When two hideously eviscerated bodies are discovered and the only link between them is a bizarre painting left at each crime scene, the NYPD turns to former cop Kate McKinnon, the woman who brought the serial killer the Death Artist to justice. Having settled back into her satisfying life as art historian, published author, host of a weekly PBS television series, and wife of one of New York's top lawyers, Kate wants no part of it.

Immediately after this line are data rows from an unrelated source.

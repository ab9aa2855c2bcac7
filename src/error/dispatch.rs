// Dispatch error types and constants

use crate::error::ErrorCode;
use log::error;
use std::fmt;

/// Dispatch error code constants
///
/// Error code range: 3001-3003
pub struct DispatchErrorCodes {}

impl DispatchErrorCodes {
    /// Selector token has no catalog entry
    pub const UNKNOWN_SELECTOR: i32 = 3001;

    /// Scenario entry point returned instead of panicking
    pub const SCENARIO_RETURNED: i32 = 3002;

    /// Writing the banner or diagnostics to the output stream failed
    pub const OUTPUT_FAILED: i32 = 3003;
}

/// Log a dispatch error with structured context
///
/// Records go to the stderr subscriber; stdout stays reserved for the
/// banner and selector diagnostics.
pub fn log_dispatch_error(err: &DispatchError, context: &str) {
    error!(
        "Dispatch error in {}: code={}, component=Dispatcher, message={}",
        context,
        err.code(),
        err.message()
    );
}

/// Errors produced by the dispatcher instead of a fixture crash
#[derive(Debug, Clone, PartialEq)]
pub enum DispatchError {
    /// Selector did not match any catalog token
    UnknownSelector {
        token: String,
        available: Vec<&'static str>,
    },

    /// Entry point came back normally; the fixture is broken
    ScenarioReturned { token: &'static str },

    /// Output stream rejected the banner or diagnostic lines
    OutputFailed { details: String },
}

impl ErrorCode for DispatchError {
    fn code(&self) -> i32 {
        match self {
            DispatchError::UnknownSelector { .. } => DispatchErrorCodes::UNKNOWN_SELECTOR,
            DispatchError::ScenarioReturned { .. } => DispatchErrorCodes::SCENARIO_RETURNED,
            DispatchError::OutputFailed { .. } => DispatchErrorCodes::OUTPUT_FAILED,
        }
    }

    fn message(&self) -> String {
        match self {
            DispatchError::UnknownSelector { token, available } => {
                format!(
                    "Unknown test type '{}' (available: {})",
                    token,
                    available.join(", ")
                )
            }
            DispatchError::ScenarioReturned { token } => {
                format!("Scenario '{}' returned without panicking", token)
            }
            DispatchError::OutputFailed { details } => {
                format!("Failed to write fixture output: {}", details)
            }
        }
    }
}

impl fmt::Display for DispatchError {
    fn fmt(&self, f: &mut fmt::Formatter<'_>) -> fmt::Result {
        write!(f, "DispatchError (code {}): {}", self.code(), self.message())
    }
}

impl std::error::Error for DispatchError {}

/// Convert from std::io::Error to DispatchError
impl From<std::io::Error> for DispatchError {
    fn from(err: std::io::Error) -> Self {
        DispatchError::OutputFailed {
            details: err.to_string(),
        }
    }
}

But Kate's sense of tranquility is shattered when this new sequence of murders strikes too close to home. With grief and fury to fuel her, she rejoins her former partner, detective Floyd Brown, and his elite homicide squad on the hunt for a vicious psychopath known as the Color-Blind Killer. In her rage and desperation, Kate allows herself to be drawn into a deadly game of cat and mouse. She abandons her glamorous life for the gritty streets of Manhattan, immersing herself in a world where brutality and madness appear to be the norm, where those closest to her may have betrayed her -- and where, in the end, nothing is what it seems.
PUBLISHERS WEEKLY
In this run-of-the-mill serial killer thriller, nothing much separates Santlofer's psychotic villain from his fictional brethren other than his fancying himself an artist and being cursed with cerebral achromatopsia, unable to see the world in anything other than sludgy shades of gray. His opponent is ex-cop turned art historian Kate McKinnon, heroine of Santlofer's first novel, The Death Artist, and wife of wealthy lawyer Richard Rothstein. When her old NYPD partner Floyd Brown asks her to help identify a new serial killer with an art connection, she feels a familiar stirring of adrenaline. But it's only after husband Richard is murdered in a manner that points to the art killer that she throws herself into the investigation ("Later there would be time to grieve. Now was the time for action"). Santlofer is an artist as well as a writer, and his intimate knowledge of the art world gives this thriller a glimmer of interest. He delivers mini-lectures on painting techniques, the art of the insane, how to dress and act at an art opening and much other art lore, but most readers will find the killer far too derivative to be anything more than grotesque. Thriller newbies who follow art and the New York art scene in particular will find this entertaining, but there's little fresh material for veteran genre enthusiasts.